Task item -
Starting at the first line of the data below, write out each line exactly until you reach the line containing "impl std::fmt::Display for", and include that line too.

Data for the task -
******************************

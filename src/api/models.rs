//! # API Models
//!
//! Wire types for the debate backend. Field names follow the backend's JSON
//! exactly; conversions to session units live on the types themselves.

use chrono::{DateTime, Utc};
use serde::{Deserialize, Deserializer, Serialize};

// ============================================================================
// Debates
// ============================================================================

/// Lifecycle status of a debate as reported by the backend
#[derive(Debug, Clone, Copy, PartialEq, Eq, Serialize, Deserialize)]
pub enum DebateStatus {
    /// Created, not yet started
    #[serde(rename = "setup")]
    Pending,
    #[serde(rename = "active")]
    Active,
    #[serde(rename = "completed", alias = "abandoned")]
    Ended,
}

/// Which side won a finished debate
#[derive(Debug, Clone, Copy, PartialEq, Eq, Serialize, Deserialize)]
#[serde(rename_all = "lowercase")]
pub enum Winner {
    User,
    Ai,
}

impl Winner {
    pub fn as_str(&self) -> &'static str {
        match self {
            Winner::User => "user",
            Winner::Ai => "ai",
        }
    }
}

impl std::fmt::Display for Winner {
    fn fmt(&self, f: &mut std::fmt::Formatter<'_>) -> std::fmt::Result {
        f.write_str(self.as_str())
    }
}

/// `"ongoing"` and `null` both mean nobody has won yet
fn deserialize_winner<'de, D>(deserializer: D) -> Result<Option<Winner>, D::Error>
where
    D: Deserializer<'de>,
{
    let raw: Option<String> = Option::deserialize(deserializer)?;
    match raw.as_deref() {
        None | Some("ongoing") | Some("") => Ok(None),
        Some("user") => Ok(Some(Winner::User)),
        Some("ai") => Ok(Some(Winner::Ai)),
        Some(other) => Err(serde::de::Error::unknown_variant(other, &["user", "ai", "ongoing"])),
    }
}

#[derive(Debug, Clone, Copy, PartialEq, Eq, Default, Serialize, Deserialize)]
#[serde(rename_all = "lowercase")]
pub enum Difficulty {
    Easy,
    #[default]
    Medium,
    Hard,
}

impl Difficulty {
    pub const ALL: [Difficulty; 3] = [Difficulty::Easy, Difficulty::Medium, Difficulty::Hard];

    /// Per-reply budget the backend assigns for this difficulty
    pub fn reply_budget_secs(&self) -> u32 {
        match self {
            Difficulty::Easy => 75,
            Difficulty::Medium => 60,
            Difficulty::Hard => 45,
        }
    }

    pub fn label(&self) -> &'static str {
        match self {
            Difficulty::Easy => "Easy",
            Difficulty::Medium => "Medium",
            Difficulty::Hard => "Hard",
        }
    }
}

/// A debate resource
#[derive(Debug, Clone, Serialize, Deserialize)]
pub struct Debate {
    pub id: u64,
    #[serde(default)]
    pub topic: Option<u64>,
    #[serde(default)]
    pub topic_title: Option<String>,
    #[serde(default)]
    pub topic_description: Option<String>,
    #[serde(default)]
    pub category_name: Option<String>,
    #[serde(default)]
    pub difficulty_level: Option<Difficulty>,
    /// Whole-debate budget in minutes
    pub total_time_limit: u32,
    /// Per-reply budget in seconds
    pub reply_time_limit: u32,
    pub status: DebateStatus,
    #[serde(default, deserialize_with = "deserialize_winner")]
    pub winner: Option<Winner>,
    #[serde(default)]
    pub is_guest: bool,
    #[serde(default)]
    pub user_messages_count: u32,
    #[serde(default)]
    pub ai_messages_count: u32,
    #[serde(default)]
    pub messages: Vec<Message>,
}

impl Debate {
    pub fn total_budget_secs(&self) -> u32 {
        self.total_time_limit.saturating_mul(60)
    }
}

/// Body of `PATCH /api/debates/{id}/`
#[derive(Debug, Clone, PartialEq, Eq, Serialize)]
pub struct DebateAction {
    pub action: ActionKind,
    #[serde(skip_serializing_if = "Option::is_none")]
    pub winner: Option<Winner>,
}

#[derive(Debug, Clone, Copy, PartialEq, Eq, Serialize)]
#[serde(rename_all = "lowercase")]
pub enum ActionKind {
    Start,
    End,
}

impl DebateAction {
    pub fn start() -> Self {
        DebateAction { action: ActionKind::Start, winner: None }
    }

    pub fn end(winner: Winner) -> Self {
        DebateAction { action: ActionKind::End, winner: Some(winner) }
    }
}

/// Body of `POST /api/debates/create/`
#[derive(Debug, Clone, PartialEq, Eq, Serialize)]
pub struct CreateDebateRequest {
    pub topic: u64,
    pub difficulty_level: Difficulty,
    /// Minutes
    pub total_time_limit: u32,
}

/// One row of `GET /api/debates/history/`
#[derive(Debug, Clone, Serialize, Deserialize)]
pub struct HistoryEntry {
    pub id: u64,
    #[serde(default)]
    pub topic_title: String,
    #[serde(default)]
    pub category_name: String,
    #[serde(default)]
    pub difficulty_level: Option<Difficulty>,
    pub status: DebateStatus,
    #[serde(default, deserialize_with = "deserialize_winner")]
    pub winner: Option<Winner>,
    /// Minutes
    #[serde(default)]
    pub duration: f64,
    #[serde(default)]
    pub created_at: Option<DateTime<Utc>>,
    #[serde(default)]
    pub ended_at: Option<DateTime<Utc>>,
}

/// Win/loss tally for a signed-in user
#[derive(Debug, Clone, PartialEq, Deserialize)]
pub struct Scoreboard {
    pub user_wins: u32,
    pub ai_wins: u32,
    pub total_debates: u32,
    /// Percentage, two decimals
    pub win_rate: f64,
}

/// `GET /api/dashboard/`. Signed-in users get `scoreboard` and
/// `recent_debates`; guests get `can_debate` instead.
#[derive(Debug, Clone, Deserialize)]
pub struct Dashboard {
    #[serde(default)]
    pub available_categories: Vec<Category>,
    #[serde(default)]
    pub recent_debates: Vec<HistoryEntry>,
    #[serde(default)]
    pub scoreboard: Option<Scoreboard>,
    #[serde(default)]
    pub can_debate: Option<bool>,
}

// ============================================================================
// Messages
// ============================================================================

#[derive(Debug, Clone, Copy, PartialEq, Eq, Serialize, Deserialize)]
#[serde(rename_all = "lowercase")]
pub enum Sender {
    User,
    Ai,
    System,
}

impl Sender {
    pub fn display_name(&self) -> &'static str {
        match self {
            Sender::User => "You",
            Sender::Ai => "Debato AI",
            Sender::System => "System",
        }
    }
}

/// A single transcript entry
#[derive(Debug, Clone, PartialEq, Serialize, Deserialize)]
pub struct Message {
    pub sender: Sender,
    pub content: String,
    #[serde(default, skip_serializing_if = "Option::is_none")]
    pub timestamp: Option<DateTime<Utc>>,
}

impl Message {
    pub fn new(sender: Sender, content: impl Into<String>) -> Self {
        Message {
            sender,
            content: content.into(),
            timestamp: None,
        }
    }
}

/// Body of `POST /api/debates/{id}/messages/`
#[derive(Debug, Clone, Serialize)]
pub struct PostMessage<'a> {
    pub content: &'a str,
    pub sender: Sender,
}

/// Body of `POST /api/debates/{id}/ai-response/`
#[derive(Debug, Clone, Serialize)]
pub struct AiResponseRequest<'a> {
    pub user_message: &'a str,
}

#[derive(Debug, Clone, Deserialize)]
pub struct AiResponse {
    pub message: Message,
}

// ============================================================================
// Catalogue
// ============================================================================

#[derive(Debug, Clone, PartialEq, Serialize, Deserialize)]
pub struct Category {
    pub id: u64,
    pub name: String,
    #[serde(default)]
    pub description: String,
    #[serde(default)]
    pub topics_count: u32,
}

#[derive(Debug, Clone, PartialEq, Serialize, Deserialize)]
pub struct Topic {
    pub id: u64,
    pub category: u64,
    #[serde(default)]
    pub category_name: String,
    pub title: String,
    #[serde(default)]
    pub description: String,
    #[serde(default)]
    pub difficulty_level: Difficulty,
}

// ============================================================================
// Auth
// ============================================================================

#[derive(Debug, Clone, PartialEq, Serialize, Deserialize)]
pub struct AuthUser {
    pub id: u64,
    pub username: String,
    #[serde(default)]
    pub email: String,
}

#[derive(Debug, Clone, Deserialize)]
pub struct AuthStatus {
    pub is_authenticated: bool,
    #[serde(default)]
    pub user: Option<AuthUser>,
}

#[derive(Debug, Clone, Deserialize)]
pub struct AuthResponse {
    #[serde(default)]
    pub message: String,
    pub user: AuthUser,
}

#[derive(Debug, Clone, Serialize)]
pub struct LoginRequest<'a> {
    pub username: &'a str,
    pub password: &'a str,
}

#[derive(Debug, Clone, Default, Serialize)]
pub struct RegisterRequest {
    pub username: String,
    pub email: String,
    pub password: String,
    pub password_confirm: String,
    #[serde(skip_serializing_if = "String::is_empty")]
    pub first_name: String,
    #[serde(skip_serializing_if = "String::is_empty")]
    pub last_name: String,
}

******************************

Result of this task -
filename src/api/models.rs
//! # API Models
//!
//! Wire types for the debate backend. Field names follow the backend's JSON
//! exactly; conversions to session units live on the types themselves.

use chrono::{DateTime, Utc};
use serde::{Deserialize, Deserializer, Serialize};

// ============================================================================
// Debates
// ============================================================================

/// Lifecycle status of a debate as reported by the backend
#[derive(Debug, Clone, Copy, PartialEq, Eq, Serialize, Deserialize)]
pub enum DebateStatus {
    /// Created, not yet started
    #[serde(rename = "setup")]
    Pending,
    #[serde(rename = "active")]
    Active,
    #[serde(rename = "completed", alias = "abandoned")]
    Ended,
}

/// Which side won a finished debate
#[derive(Debug, Clone, Copy, PartialEq, Eq, Serialize, Deserialize)]
#[serde(rename_all = "lowercase")]
pub enum Winner {
    User,
    Ai,
}

impl Winner {
    pub fn as_str(&self) -> &'static str {
        match self {
            Winner::User => "user",
            Winner::Ai => "ai",
        }
    }
}

impl std::fmt::Display for Winner {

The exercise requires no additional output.